- Assigned task
Report each line from the listing that the string "post" appears in.

- Raw data
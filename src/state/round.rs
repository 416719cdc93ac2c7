use super::AppState;
use crate::error::{GameError, GameResult};
use crate::types::*;
use chrono::{DateTime, Utc};
use std::collections::HashMap;

/// What the phase watcher has to do for a game
#[derive(Debug, Clone, PartialEq)]
enum DueTransition {
    EndGuessing,
    ToComparison,
}

impl AppState {
    /// Generate a post and open guessing for round `number`.
    ///
    /// A round with the same number can only be created once, so repeated
    /// clicks are rejected instead of starting a second round.
    pub async fn begin_round(&self, game_id: &str, number: u32) -> GameResult<()> {
        let round_id = Round::round_id(number);

        {
            let games = self.games.read().await;
            let game = games.get(game_id).ok_or(GameError::GameNotFound)?;
            check_can_begin(game, &round_id, number)?;
        }

        // No lock is held while the content is generated
        let post = self.content.generate_post().await;

        let has_ai = {
            let mut games = self.games.write().await;
            let game = games.get_mut(game_id).ok_or(GameError::GameNotFound)?;
            check_can_begin(game, &round_id, number)?;

            let mut round = Round {
                id: round_id.clone(),
                number,
                topic: post.topic,
                manipulative_post: post.post,
                correct_techniques: post.techniques,
                ai_analysis: None,
                ai_player_comment: None,
                guesses: HashMap::new(),
                phase: RoundPhase::Waiting,
                started_at: None,
                guessing_ends_at: None,
                revealed_at: None,
                scored_at: None,
                points: HashMap::new(),
            };

            let now = Utc::now();
            round.phase = RoundPhase::Guessing;
            round.started_at = Some(now);
            round.guessing_ends_at = Some(now + self.config.guessing_duration());

            tracing::info!(
                "Round {} of game {} on {} using {:?}",
                number,
                game_id,
                round.topic,
                round.correct_techniques
            );

            game.rounds.insert(round_id.clone(), round);
            game.current_round_id = Some(round_id.clone());
            game.current_round_number = number;
            game.ai_player().is_some()
        };

        self.broadcast_state(game_id).await;
        self.broadcast_phase(game_id).await;

        if has_ai {
            self.spawn_ai_guess(game_id, &round_id);
        }

        Ok(())
    }

    /// Close guessing on the current round. Returns false if it was
    /// already closed.
    pub async fn end_guessing_at(&self, game_id: &str, now: DateTime<Utc>) -> GameResult<bool> {
        let round_id = {
            let mut games = self.games.write().await;
            let game = games.get_mut(game_id).ok_or(GameError::GameNotFound)?;
            let round = game.current_round_mut().ok_or(GameError::RoundNotFound)?;

            match round.phase {
                RoundPhase::Guessing => {}
                RoundPhase::Waiting => {
                    return Err(GameError::invalid_state("Guessing has not started yet"))
                }
                _ => return Ok(false),
            }

            round.phase = RoundPhase::Reveal;
            round.revealed_at = Some(now);
            tracing::info!(
                "Guessing closed for {} of game {} with {} guesses",
                round.id,
                game_id,
                round.guesses.len()
            );
            round.id.clone()
        };

        self.broadcast_state(game_id).await;
        self.broadcast_phase(game_id).await;
        self.spawn_analysis(game_id, &round_id);

        Ok(true)
    }

    /// Move from reveal to comparison, scoring with the canned analysis if
    /// the real one has not arrived
    pub async fn to_comparison(&self, game_id: &str) -> GameResult<bool> {
        let (round_id, round_number, stored, scored) = {
            let mut games = self.games.write().await;
            let game = games.get_mut(game_id).ok_or(GameError::GameNotFound)?;
            let round = game.current_round().ok_or(GameError::RoundNotFound)?;

            match round.phase {
                RoundPhase::Reveal => {}
                RoundPhase::Comparison | RoundPhase::Complete => return Ok(false),
                _ => return Err(GameError::invalid_state("Guessing is still open")),
            }
            let round_id = round.id.clone();
            let round_number = round.number;

            let (stored, scored) = self.ensure_analysis(game, &round_id)?;
            if let Some(round) = game.rounds.get_mut(&round_id) {
                round.phase = RoundPhase::Comparison;
            }
            (round_id, round_number, stored, scored)
        };

        tracing::info!("Comparison for {} of game {}", round_id, game_id);
        self.announce_results(game_id, &round_id, round_number, stored, scored)
            .await;
        self.broadcast_state(game_id).await;
        self.broadcast_phase(game_id).await;

        Ok(true)
    }

    /// Complete the current round, then start the next one or finish the game
    pub async fn next_round(&self, game_id: &str) -> GameResult<()> {
        let (number, finished) = {
            let mut games = self.games.write().await;
            let game = games.get_mut(game_id).ok_or(GameError::GameNotFound)?;
            let total_rounds = game.total_rounds;
            let round = game.current_round_mut().ok_or(GameError::RoundNotFound)?;

            match round.phase {
                RoundPhase::Comparison => {}
                RoundPhase::Complete => {
                    return Err(GameError::invalid_state(
                        "The next round is already being prepared",
                    ))
                }
                _ => return Err(GameError::invalid_state("The round is not over yet")),
            }

            round.phase = RoundPhase::Complete;
            let number = round.number;
            let finished = number >= total_rounds;
            if finished {
                game.status = GameStatus::Finished;
            }
            (number, finished)
        };

        self.broadcast_phase(game_id).await;

        if finished {
            self.announce_finish(game_id).await;
            Ok(())
        } else {
            self.begin_round(game_id, number + 1).await
        }
    }

    /// The host's "next" button
    pub async fn advance(&self, game_id: &str, by: &str) -> GameResult<()> {
        let phase = {
            let games = self.games.read().await;
            let game = games.get(game_id).ok_or(GameError::GameNotFound)?;
            super::ensure_host(game, by, "advance the game")?;

            match game.status {
                GameStatus::Lobby => return Err(GameError::invalid_state("Start the game first")),
                GameStatus::Finished => return Err(GameError::invalid_state("The game is over")),
                GameStatus::Playing => {}
            }

            game.current_round()
                .map(|r| r.phase)
                .ok_or_else(|| GameError::invalid_state("The first round is being prepared"))?
        };

        match phase {
            RoundPhase::Guessing => self.end_guessing_at(game_id, Utc::now()).await.map(|_| ()),
            RoundPhase::Reveal => self.to_comparison(game_id).await.map(|_| ()),
            RoundPhase::Comparison => self.next_round(game_id).await,
            RoundPhase::Waiting | RoundPhase::Complete => Err(GameError::invalid_state(
                "The next round is being prepared",
            )),
        }
    }

    /// Enforce phase deadlines for every running game
    pub async fn tick(&self, now: DateTime<Utc>) {
        let due: Vec<(GameId, DueTransition)> = {
            let games = self.games.read().await;
            games
                .values()
                .filter(|g| g.status == GameStatus::Playing)
                .filter_map(|g| self.due_transition(g, now).map(|t| (g.id.clone(), t)))
                .collect()
        };

        for (game_id, transition) in due {
            let result = match transition {
                DueTransition::EndGuessing => self.end_guessing_at(&game_id, now).await,
                DueTransition::ToComparison => self.to_comparison(&game_id).await,
            };
            if let Err(e) = result {
                tracing::warn!("Deadline transition for game {} failed: {}", game_id, e);
            }
        }
    }

    fn due_transition(&self, game: &Game, now: DateTime<Utc>) -> Option<DueTransition> {
        let round = game.current_round()?;

        match round.phase {
            RoundPhase::Guessing => {
                let deadline_passed = round.guessing_ends_at.is_some_and(|ends| now >= ends);
                let all_guessed = self.config.end_guessing_when_all_guessed
                    && !game.players.is_empty()
                    && game.players.keys().all(|id| round.guesses.contains_key(id));

                (deadline_passed || all_guessed).then_some(DueTransition::EndGuessing)
            }
            RoundPhase::Reveal => {
                let seconds = if round.ai_analysis.is_some() {
                    self.config.reveal_seconds
                } else {
                    self.config.reveal_fallback_seconds
                };
                let revealed_at = round.revealed_at?;
                let due = now >= revealed_at + chrono::Duration::seconds(i64::from(seconds));

                due.then_some(DueTransition::ToComparison)
            }
            _ => None,
        }
    }
}

fn check_can_begin(game: &Game, round_id: &str, number: u32) -> GameResult<()> {
    if game.status != GameStatus::Playing {
        return Err(GameError::invalid_state("The game is not running"));
    }
    if number == 0 || number > game.total_rounds {
        return Err(GameError::InvalidInput(format!(
            "Round {} is outside 1..={}",
            number, game.total_rounds
        )));
    }
    if game.rounds.contains_key(round_id) {
        return Err(GameError::invalid_state(format!(
            "Round {} already exists",
            number
        )));
    }
    Ok(())
}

- Response to this task
    /// Generate a post and open guessing for round `number`.
        let post = self.content.generate_post().await;
                topic: post.topic,
                manipulative_post: post.post,
                correct_techniques: post.techniques,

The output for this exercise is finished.